We groan inwardly when someone arrives at our office for her first appointment, twitching visibly and munching a lolly, to announce that she has quit smoking last week and is finding it difficult. Plenty of people do just quit and tough it out and we applaud them. Plenty of other people try to go cold turkey with no preparation and fail, which does no good for their self efficacy or future attempts to quit. Our strong advice is first to prepare to quit. Then you will find quitting less difficult and staying quit more likely. The length of this preparatory stage will depend mostly on how heavy your smoking habit is. Most people need at least a week or two. You may well find you need longer to reduce your dependence on nicotine. That’s okay; take your time and do it properly.
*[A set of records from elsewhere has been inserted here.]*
//! MongoDB client and index helpers

use bson::{doc, DateTime, Document};
use mongodb::{options::IndexOptions, Client, Collection, IndexModel};
use serde::{de::DeserializeOwned, Serialize};
use std::fmt::Display;
use tracing::info;

use crate::db::schemas::Metadata;
use crate::types::EngineError;

/// Trait for schemas that provide index definitions
pub trait IntoIndexes {
    fn into_indices() -> Vec<(Document, Option<IndexOptions>)>;
}

/// Trait for schemas with mutable metadata
pub trait MutMetadata {
    fn mut_metadata(&mut self) -> &mut Metadata;
}

/// Fill in creation timestamps before insert
pub fn stamp_created<T: MutMetadata>(item: &mut T) {
    let metadata = item.mut_metadata();
    let now = DateTime::now();
    metadata.is_deleted = false;
    metadata.deleted_at = None;
    metadata.created_at.get_or_insert(now);
    metadata.updated_at = Some(now);
}

/// Map a driver error onto the engine's transient-store variant
pub(crate) fn unavailable(operation: &str, e: impl Display) -> EngineError {
    EngineError::StoreUnavailable(format!("{operation} failed: {e}"))
}

/// MongoDB client wrapper
#[derive(Clone)]
pub struct MongoClient {
    client: Client,
    db_name: String,
}

impl MongoClient {
    /// Create a new MongoDB client
    pub async fn new(uri: &str, db_name: &str) -> Result<Self, EngineError> {
        info!("Connecting to MongoDB at {}", uri);

        // Use serverSelectionTimeoutMS to avoid hanging on unreachable MongoDB
        let timeout_uri = if uri.contains('?') {
            format!("{}&serverSelectionTimeoutMS=3000&connectTimeoutMS=3000", uri)
        } else {
            format!("{}?serverSelectionTimeoutMS=3000&connectTimeoutMS=3000", uri)
        };

        let client = Client::with_uri_str(&timeout_uri)
            .await
            .map_err(|e| unavailable("Connect to MongoDB", e))?;

        client
            .database(db_name)
            .run_command(doc! { "ping": 1 })
            .await
            .map_err(|e| unavailable("MongoDB ping", e))?;

        info!("Connected to MongoDB database '{}'", db_name);

        Ok(Self {
            client,
            db_name: db_name.to_string(),
        })
    }

    /// Get a typed collection with its schema indexes applied
    pub async fn collection<T>(&self, name: &str) -> Result<Collection<T>, EngineError>
    where
        T: Serialize + DeserializeOwned + Unpin + Send + Sync + IntoIndexes,
    {
        let collection = self.client.database(&self.db_name).collection::<T>(name);
        apply_indexes::<T>(&collection).await?;
        Ok(collection)
    }

    /// Get the raw MongoDB client
    pub fn inner(&self) -> &Client {
        &self.client
    }

    /// Get the database name
    pub fn db_name(&self) -> &str {
        &self.db_name
    }
}

/// Apply schema-defined indexes
async fn apply_indexes<T>(collection: &Collection<T>) -> Result<(), EngineError>
where
    T: IntoIndexes + Send + Sync,
{
    let schema_indices = T::into_indices();

    if schema_indices.is_empty() {
        return Ok(());
    }

    let indices: Vec<IndexModel> = schema_indices
        .into_iter()
        .map(|(keys, opts)| IndexModel::builder().keys(keys).options(opts).build())
        .collect();

    collection
        .create_indexes(indices)
        .await
        .map_err(|e| unavailable("Create indexes", e))?;

    Ok(())
}

#[cfg(test)]
mod tests {
    use super::*;
    use crate::db::schemas::{ContentDoc, ContentKind};

    #[test]
    fn test_stamp_created_keeps_existing_creation_time() {
        let mut content = ContentDoc::new(ContentKind::Post, "o", "t", "b");
        let created = content.metadata.created_at;
        content.metadata.is_deleted = true;
        stamp_created(&mut content);
        assert_eq!(content.metadata.created_at, created);
        assert!(!content.metadata.is_deleted);
        assert!(content.metadata.updated_at.is_some());
    }

    #[test]
    fn test_unavailable_message() {
        let err = unavailable("Find", "connection reset");
        assert_eq!(err.to_string(), "Store unavailable: Find failed: connection reset");
    }
}
//! Read-through access for anonymous readers
//!
//! Only anonymous reads go through the cache. A request carrying an actor
//! identity may render personalized fields, so it always loads from the store
//! and never populates the cache.

use serde::{de::DeserializeOwned, Serialize};
use std::future::Future;
use tracing::debug;

use super::{CacheKey, NamespaceCache};
use crate::types::Result;

/// Who is reading
#[derive(Debug, Clone, PartialEq, Eq)]
pub enum Viewer {
    Anonymous,
    Actor(String),
}

impl Viewer {
    pub fn actor_id(&self) -> Option<&str> {
        match self {
            Viewer::Anonymous => None,
            Viewer::Actor(id) => Some(id),
        }
    }

    pub fn is_anonymous(&self) -> bool {
        matches!(self, Viewer::Anonymous)
    }
}

impl NamespaceCache {
    /// Serve from cache for anonymous viewers, otherwise load directly.
    /// Load errors are returned and never cached, and a value loaded while
    /// its namespace was flushed is returned but not cached.
    pub async fn read_through<T, F, Fut>(&self, viewer: &Viewer, key: &CacheKey, load: F) -> Result<T>
    where
        T: Serialize + DeserializeOwned,
        F: FnOnce() -> Fut,
        Fut: Future<Output = Result<T>>,
    {
        if !viewer.is_anonymous() {
            debug!(key = %key, "Cache bypass for authenticated viewer");
            return load().await;
        }

        if let Some(hit) = self.get::<T>(key) {
            return Ok(hit);
        }

        let generation = self.generation(&key.namespace);
        let value = load().await?;
        self.set_if_current(key, &value, self.default_ttl(), generation);
        Ok(value)
    }
}
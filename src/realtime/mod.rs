//! Real-time broadcast
//!
//! Pub/sub for content channels (`content:<kind>:<id>`) and private
//! per-subscriber channels. Delivery is best-effort: callers run publishes
//! as detached tasks and only log failures.

pub mod local;
pub mod nats;

pub use local::{ConnectionId, LocalBroadcaster};
pub use nats::NatsBroadcaster;

use async_trait::async_trait;
use serde::{Deserialize, Serialize};
use serde_json::Value;
use std::sync::Arc;

use crate::tasks::TaskQueue;
use crate::types::Result;

/// Event published on a content channel after a counter changes
pub const EVENT_INTERACTION_UPDATED: &str = "interaction_updated";
/// Event published on a content channel after a vote changes the aggregate
pub const EVENT_ORIENTATION_UPDATED: &str = "orientation_updated";
/// Event pushed to a recipient's private channel
pub const EVENT_NOTIFICATION: &str = "notification";

/// One message delivered to a connection
#[derive(Debug, Clone, PartialEq, Serialize, Deserialize)]
pub struct RealtimeMessage {
    /// Content channel, or `None` for a private push
    #[serde(skip_serializing_if = "Option::is_none")]
    pub channel: Option<String>,
    pub event: String,
    pub payload: Value,
}

/// Real-time transport
#[async_trait]
pub trait Broadcaster: Send + Sync {
    /// Subscribe a connection to a channel
    async fn join_channel(&self, connection_id: &str, channel: &str) -> Result<()>;

    /// Publish to every member of a channel
    async fn publish(&self, channel: &str, event: &str, payload: Value) -> Result<()>;

    /// Push to one subscriber's private channel.
    /// `Ok(false)` when the subscriber is not connected; that is not an error.
    async fn publish_to_subscriber(&self, subscriber_id: &str, event: &str, payload: Value) -> Result<bool>;
}

/// Submit a channel publish as a detached task; failures are only logged
pub fn publish_detached(
    tasks: &TaskQueue,
    broadcaster: &Arc<dyn Broadcaster>,
    channel: String,
    event: &'static str,
    payload: Value,
) {
    let broadcaster = Arc::clone(broadcaster);
    tasks.submit(event, async move { broadcaster.publish(&channel, event, payload).await });
}
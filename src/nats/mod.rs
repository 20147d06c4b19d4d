//! NATS messaging layer
//!
//! Carries real-time events to the transport edge when more than one engine
//! instance serves the same audience.

pub mod client;

pub use client::NatsClient;
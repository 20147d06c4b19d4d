//! Like / dislike / bookmark toggles
//!
//! A toggle reads membership (advisory only), then issues one guarded atomic
//! update: add-and-increment when absent, remove-and-decrement when present.
//! The guard makes a duplicate or racing toggle a no-op instead of a double
//! count; after a no-op the engine re-reads and reports the converged state.

use serde::{Deserialize, Serialize};
use serde_json::json;
use std::fmt;
use std::str::FromStr;
use std::sync::Arc;
use tracing::{debug, info, warn};

use super::mirror::BookmarkMirror;
use crate::auth::Action;
use crate::cache::{content_namespace, NamespaceCache};
use crate::db::schemas::{ContentDoc, ContentRef, InteractionKind, InteractionUser, NotificationType};
use crate::db::store::ContentStore;
use crate::notify::{NotificationEvent, Notifier};
use crate::realtime::{publish_detached, Broadcaster, EVENT_INTERACTION_UPDATED};
use crate::tasks::TaskQueue;
use crate::types::{EngineError, Result};

/// User-facing toggle actions
#[derive(Debug, Clone, Copy, PartialEq, Eq, Hash, Serialize, Deserialize)]
#[serde(rename_all = "snake_case")]
pub enum ToggleAction {
    Like,
    Dislike,
    Bookmark,
}

impl ToggleAction {
    pub fn interaction_kind(self) -> InteractionKind {
        match self {
            ToggleAction::Like => InteractionKind::Likes,
            ToggleAction::Dislike => InteractionKind::Dislikes,
            ToggleAction::Bookmark => InteractionKind::Bookmarks,
        }
    }

    /// The state this action excludes
    pub fn opposite(self) -> Option<InteractionKind> {
        match self {
            ToggleAction::Like => Some(InteractionKind::Dislikes),
            ToggleAction::Dislike => Some(InteractionKind::Likes),
            ToggleAction::Bookmark => None,
        }
    }

    /// Notification sent to the owner on activation
    pub fn notification(self) -> Option<NotificationType> {
        match self {
            ToggleAction::Like => Some(NotificationType::PostLike),
            ToggleAction::Bookmark => Some(NotificationType::PostBookmark),
            ToggleAction::Dislike => None,
        }
    }

    /// Action gated by the standing and rate-limit checks
    pub fn action(self) -> Action {
        match self {
            ToggleAction::Like => Action::Like,
            ToggleAction::Dislike => Action::Dislike,
            ToggleAction::Bookmark => Action::Bookmark,
        }
    }

    pub fn as_str(self) -> &'static str {
        match self {
            ToggleAction::Like => "like",
            ToggleAction::Dislike => "dislike",
            ToggleAction::Bookmark => "bookmark",
        }
    }
}

impl fmt::Display for ToggleAction {
    fn fmt(&self, f: &mut fmt::Formatter<'_>) -> fmt::Result {
        f.write_str(self.as_str())
    }
}

impl FromStr for ToggleAction {
    type Err = EngineError;

    fn from_str(s: &str) -> Result<Self> {
        match s.trim().to_ascii_lowercase().as_str() {
            "like" => Ok(ToggleAction::Like),
            "dislike" => Ok(ToggleAction::Dislike),
            "bookmark" | "save" => Ok(ToggleAction::Bookmark),
            other => Err(EngineError::InvalidState(format!("unknown toggle action '{other}'"))),
        }
    }
}

/// Result of a toggle
#[derive(Debug, Clone, Copy, PartialEq, Eq, Serialize, Deserialize)]
pub struct ToggleOutcome {
    /// Whether the actor holds the state after the call
    pub is_active: bool,
    pub new_count: i64,
}

impl ToggleOutcome {
    fn of(content: &ContentDoc, kind: InteractionKind, actor_id: &str) -> Self {
        let set = content.interactions.get(kind);
        Self {
            is_active: set.contains(actor_id),
            new_count: set.count,
        }
    }
}

/// Toggle state machine over the content store
#[derive(Clone)]
pub struct ToggleEngine {
    content: Arc<dyn ContentStore>,
    mirror: BookmarkMirror,
    cache: Arc<NamespaceCache>,
    broadcaster: Arc<dyn Broadcaster>,
    notifier: Notifier,
    tasks: TaskQueue,
}

impl ToggleEngine {
    pub fn new(
        content: Arc<dyn ContentStore>,
        mirror: BookmarkMirror,
        cache: Arc<NamespaceCache>,
        broadcaster: Arc<dyn Broadcaster>,
        notifier: Notifier,
        tasks: TaskQueue,
    ) -> Self {
        Self {
            content,
            mirror,
            cache,
            broadcaster,
            notifier,
            tasks,
        }
    }

    pub async fn toggle(&self, action: ToggleAction, actor_id: &str, target: &ContentRef) -> Result<ToggleOutcome> {
        let current = self.load_live(target).await?;
        let kind = action.interaction_kind();
        let was_member = current.interactions.get(kind).contains(actor_id);

        // Kinds whose count changed, for the broadcast
        let mut changed: Vec<InteractionKind> = Vec::with_capacity(2);

        let written = if was_member {
            self.content.remove_member(target, kind, actor_id).await?
        } else {
            let mut cleared = None;
            if let Some(opposite) = action.opposite() {
                if current.interactions.get(opposite).contains(actor_id) {
                    cleared = self.content.remove_member(target, opposite, actor_id).await?;
                    if cleared.is_some() {
                        changed.push(opposite);
                    }
                }
            }
            match self
                .content
                .add_member(target, kind, InteractionUser::now(actor_id))
                .await
            {
                Ok(written) => written,
                Err(e) => {
                    // The opposite removal is already committed
                    if let Some(doc) = cleared {
                        warn!(
                            content = %target,
                            actor_id,
                            action = %action,
                            error = %e,
                            "Toggle failed after clearing the opposite reaction"
                        );
                        self.publish_changes(target, &doc, &changed);
                    }
                    return Err(e);
                }
            }
        };

        let transitioned = written.is_some();
        let latest = match written {
            Some(doc) => {
                changed.push(kind);
                doc
            }
            None => {
                debug!(content = %target, actor_id, action = %action, "Toggle lost a race, re-reading");
                self.load_live(target).await?
            }
        };
        let outcome = ToggleOutcome::of(&latest, kind, actor_id);

        if action == ToggleAction::Bookmark {
            self.mirror.sync(actor_id, &target.id, outcome.is_active).await;
        }

        self.publish_changes(target, &latest, &changed);

        if transitioned && outcome.is_active {
            self.announce(action, actor_id, &latest);
        }

        info!(
            content = %target,
            actor_id,
            action = %action,
            is_active = outcome.is_active,
            count = outcome.new_count,
            "Toggle applied"
        );
        Ok(outcome)
    }

    /// Owner notification on activation; never for the owner's own action
    /// Flush cached listings and broadcast the new count of every changed kind
    fn publish_changes(&self, target: &ContentRef, doc: &ContentDoc, changed: &[InteractionKind]) {
        if changed.is_empty() {
            return;
        }
        self.cache.invalidate_namespace(&content_namespace(target.kind));
        for changed_kind in changed {
            let set = doc.interactions.get(*changed_kind);
            publish_detached(
                &self.tasks,
                &self.broadcaster,
                target.channel(),
                EVENT_INTERACTION_UPDATED,
                json!({
                    "content": target,
                    "kind": changed_kind,
                    "count": set.count,
                }),
            );
        }
    }

    fn announce(&self, action: ToggleAction, actor_id: &str, content: &ContentDoc) {
        let Some(notification_type) = action.notification() else {
            return;
        };
        if content.owner_id == actor_id {
            return;
        }
        self.notifier.dispatch(
            NotificationEvent::new(notification_type, &content.owner_id, actor_id)
                .with_content(content.content_ref()),
        );
    }

    async fn load_live(&self, target: &ContentRef) -> Result<ContentDoc> {
        match self.content.find_content(target).await? {
            Some(content) if content.is_live() => Ok(content),
            _ => Err(EngineError::NotFound(format!("content {target}"))),
        }
    }
}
Smokers often say and probably believe they know all about the effects of smoking. But when you quiz them, they have big gaps and mistakes in their knowledge. This isn’t surprising, because smokers are human. Humans feel uncomfortable when their behavior is out of step with their attitudes or knowledge, a situation psychologist call ‘cognitive dissonance’. Never mind the jargon, it just means we mostly like to feel we are doing the right thing and not doing the wrong thing. When we come across some information that is out of step with our behavior, we are inclined to disbelieve or ignore that information. To avoid feeling uncomfortable about their smoking, smokers tend to avoid or disbelieve information about its harmful effects.
A 1984 survey for the Victorian Anti-Cancer Council found that a quarter of smokers, meaning about one million in Australia, believed that no illnesses were caused by smoking. While nearly 60 per cent knew that smoking could caused lung cancer, less than 25 per cent knew that it caused heart disease, bronchitism emphysema and stroke, even though these illnesses are more likely and occur more quickly than lung cancer. Only 3 per cent knew that smoking could cause complications in pregnancy. While there is no doubt that the propaganda of the tobacco industry contributes to this alarming degree of ignorance in those people most at risk to tobacco related disease, it is also true that it reflects the fact that smokers tend to avoid correct information about the health effects of smoking.
If you are a smoker and wants to quit smoking, you are going to need all the help you can give yourself, especially to stay quit. That means building up your motivation. You can do this by knowing accurately all of the harmful effects of smoking that you will be saving yourself from and by identifying the benefits you will gain from not smoking. That means learning about smoking. If you would like to know about aspects of quitting smoking, the Anti Cancer Councils and the National Heatr Foundation and possibly your state health department publish pamphlets and booklets on the topic which they will happily give you. You can find them through your state capital telephone book.